Signing in Node.js

This guide demonstrates how to sign HTTP messages in Node.js using the native crypto library.

Signer

In Node.js, you can create a Signer object using the native crypto library. The following example shows how to create a HmacSigner class that implements the required properties and methods for a Signer.

import crypto from 'crypto';

class HmacSigner {
  alg = 'hmac-sha256'

  constructor(key, keyid = 'test-key') {
    this.key = key;
    this.keyid = keyid;
    this.alg = alg;
  }

  sign(data) {
    const hmac = crypto.createHmac('sha256', this.key);
    hmac.update(data);
    return new Uint8Array(hmac.digest());
  }
}

const signer = new HmacSigner('your-secret-key');

Now you have a signer object that can be used with the sign() function to sign HTTP messages.

Signing a message

To sign a request or response in Node.js, use the sign() function with the HmacSigner created above.

import { sign } from '@ltonetwork/http-message-signatures';

const request = {
  method: 'GET',
  url: 'https://example.com/api/data',
};

(async () => {
  const signedRequest = await sign(request, { signer });
// ... Send the signed request to the server
})();

The signed request will now have the following headers:

Signature-Input: sig1=("@method","@target-uri"); keyid="test-key"; created=1625653823
Signature: sig1=:4VYMyeX0tNLQ7opuAJeMECP3HgfLswAG3n+IqQprO0Q=:

You can specify the components to sign using the components option.

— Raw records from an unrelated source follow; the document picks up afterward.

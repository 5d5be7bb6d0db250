//! Ledger anchoring
//!
//! An append-only ledger records `{recordId, creatorIdentity, timestampSeconds,
//! digest, storageLink}` tuples. `LedgerBackend` is the seam to a concrete
//! ledger; `LedgerClient` wraps an optional backend, fails fast when none is
//! configured, and exposes enumeration as a lazily paged stream.

mod contract;
mod memory;
mod sqlite;

use std::sync::Arc;

use async_trait::async_trait;
use futures::stream::{self, BoxStream, StreamExt, TryStreamExt};
#[cfg(test)]
use mockall::automock;
use tracing::{debug, info, instrument, warn};

use crate::domain::{LedgerEntry, RecordId};

pub use contract::{ContractLedger, ContractLedgerConfig};
pub use memory::MemoryLedger;
pub use sqlite::SqliteLedger;

/// Default number of entries fetched per page
pub const DEFAULT_PAGE_SIZE: u64 = 100;

/// Reasons a ledger append was refused
#[derive(Debug, thiserror::Error)]
pub enum LedgerWriteError {
    #[error("ledger rejected the entry: {0}")]
    Rejected(String),

    #[error("record {0} is already anchored")]
    Duplicate(RecordId),

    #[error("entry creator {creator} does not match ledger signer {signer}")]
    Unauthorized { creator: String, signer: String },

    #[error("ledger transport failure: {0}")]
    Transport(String),
}

/// Ledger errors
#[derive(Debug, thiserror::Error)]
pub enum LedgerError {
    #[error("ledger is not configured")]
    NotConfigured,

    #[error("ledger write failed: {0}")]
    Write(#[from] LedgerWriteError),

    #[error("ledger read failed: {0}")]
    Read(String),

    #[error("ledger misconfigured: {0}")]
    Configuration(String),
}

/// Append-only ledger backend
#[cfg_attr(test, automock)]
#[async_trait]
pub trait LedgerBackend: Send + Sync {
    /// Append an entry. Appends are final.
    async fn append(&self, entry: &LedgerEntry) -> Result<(), LedgerError>;

    /// Entries `[offset, offset + limit)` in backend enumeration order
    async fn fetch_page(&self, offset: u64, limit: u64) -> Result<Vec<LedgerEntry>, LedgerError>;

    /// First entry for a record id
    ///
    /// The default scans pages; backends with an index override it.
    async fn find(&self, record_id: &RecordId) -> Result<Option<LedgerEntry>, LedgerError> {
        let mut offset = 0;
        loop {
            let page = self.fetch_page(offset, DEFAULT_PAGE_SIZE).await?;
            if let Some(entry) = page.iter().find(|e| &e.record_id == record_id) {
                return Ok(Some(entry.clone()));
            }
            if (page.len() as u64) < DEFAULT_PAGE_SIZE {
                return Ok(None);
            }
            offset += page.len() as u64;
        }
    }

    /// Backend name for logs
    fn name(&self) -> &'static str;
}

/// Client over an optional ledger backend
#[derive(Clone)]
pub struct LedgerClient {
    backend: Option<Arc<dyn LedgerBackend>>,
    page_size: u64,
}

type PageState = (Option<Arc<dyn LedgerBackend>>, u64, bool);

async fn next_page(
    (backend, offset, done): PageState,
    page_size: u64,
) -> Result<Option<(Vec<LedgerEntry>, PageState)>, LedgerError> {
    if done {
        return Ok(None);
    }
    let backend = backend.ok_or(LedgerError::NotConfigured)?;
    let page = backend.fetch_page(offset, page_size).await?;
    if page.is_empty() {
        return Ok(None);
    }
    debug!(offset, fetched = page.len(), "Ledger page fetched");
    let next_offset = offset + page.len() as u64;
    let done = (page.len() as u64) < page_size;
    Ok(Some((page, (Some(backend), next_offset, done))))
}

impl LedgerClient {
    pub fn new(backend: Arc<dyn LedgerBackend>) -> Self {
        Self {
            backend: Some(backend),
            page_size: DEFAULT_PAGE_SIZE,
        }
    }

    /// Client with no backend; every operation fails with `NotConfigured`.
    pub fn unconfigured() -> Self {
        Self {
            backend: None,
            page_size: DEFAULT_PAGE_SIZE,
        }
    }

    pub fn with_page_size(mut self, page_size: u64) -> Self {
        self.page_size = page_size.max(1);
        self
    }

    pub fn is_ready(&self) -> bool {
        self.backend.is_some()
    }

    pub fn backend_name(&self) -> &'static str {
        self.backend.as_ref().map(|b| b.name()).unwrap_or("none")
    }

    fn backend(&self) -> Result<&Arc<dyn LedgerBackend>, LedgerError> {
        self.backend.as_ref().ok_or(LedgerError::NotConfigured)
    }

    /// Anchor an entry
    #[instrument(skip(self, entry), fields(backend = self.backend_name(), record_id = %entry.record_id))]
    pub async fn append(&self, entry: &LedgerEntry) -> Result<(), LedgerError> {
        let backend = self.backend()?;
        match backend.append(entry).await {
            Ok(()) => {
                info!(digest = %entry.digest, "Entry anchored");
                Ok(())
            }
            Err(e) => {
                warn!(error = %e, "Ledger append failed");
                Err(e)
            }
        }
    }

    /// Direct lookup by record id
    #[instrument(skip(self), fields(backend = self.backend_name()))]
    pub async fn find(&self, record_id: &RecordId) -> Result<Option<LedgerEntry>, LedgerError> {
        self.backend()?.find(record_id).await
    }

    /// All entries, fetched page by page as the stream is polled.
    ///
    /// Enumeration order is whatever the backend returns.
    pub fn list_all(&self) -> BoxStream<'static, Result<LedgerEntry, LedgerError>> {
        let page_size = self.page_size;
        stream::try_unfold((self.backend.clone(), 0u64, false), move |state| {
            next_page(state, page_size)
        })
        .map_ok(|page| stream::iter(page.into_iter().map(Ok::<_, LedgerError>)))
        .try_flatten()
        .boxed()
    }
}

impl std::fmt::Debug for LedgerClient {
    fn fmt(&self, f: &mut std::fmt::Formatter<'_>) -> std::fmt::Result {
        f.debug_struct("LedgerClient")
            .field("backend", &self.backend_name())
            .field("page_size", &self.page_size)
            .finish()
    }
}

For more information, see Signing Components.

Digest

To secure the integrity of the HTTP request or response body, you can use the Digest header or Content-Digest header. This header contains a hash of the message body.

Before signing the HTTP message, you’ll need to create the digest and add it to the headers. To create a Digest header using the SHA-256 hashing algorithm and the crypto library:

  1. Calculate the SHA-256 hash of the response body.
  2. Encode the hash in Base64 format.
  3. Add the Digest header to the response headers with the format Digest: SHA-256=<Base64EncodedHash>.

Here is an example of how to create a digest for an HTTP response with Content-Type: application/json and body {"hello":"world"}.

import crypto from 'crypto';

const responseBody = JSON.stringify({ hello: 'world' });

const hash = crypto.createHash('sha256');
hash.update(responseBody);
const digest = hash.digest('base64');

const response = {
  status: 200,
  headers: {
    'Content-Type': 'application/json',
    'Digest': `SHA-256=${digest}`,
  },
  body: responseBody,
};

After adding the Digest header to the HTTP response, include the digest component when signing the response. The default response components are [‘@status’, ‘content-type’, ‘digest’].

const components = ['@status', 'content-type', 'digest'];

(async () => {
  const signedResponse = await sign(response, { signer, components });
  // ... Send the signed response to the client
})();

This chapter demonstrates how to create a digest for an HTTP response and sign the response using the specified components.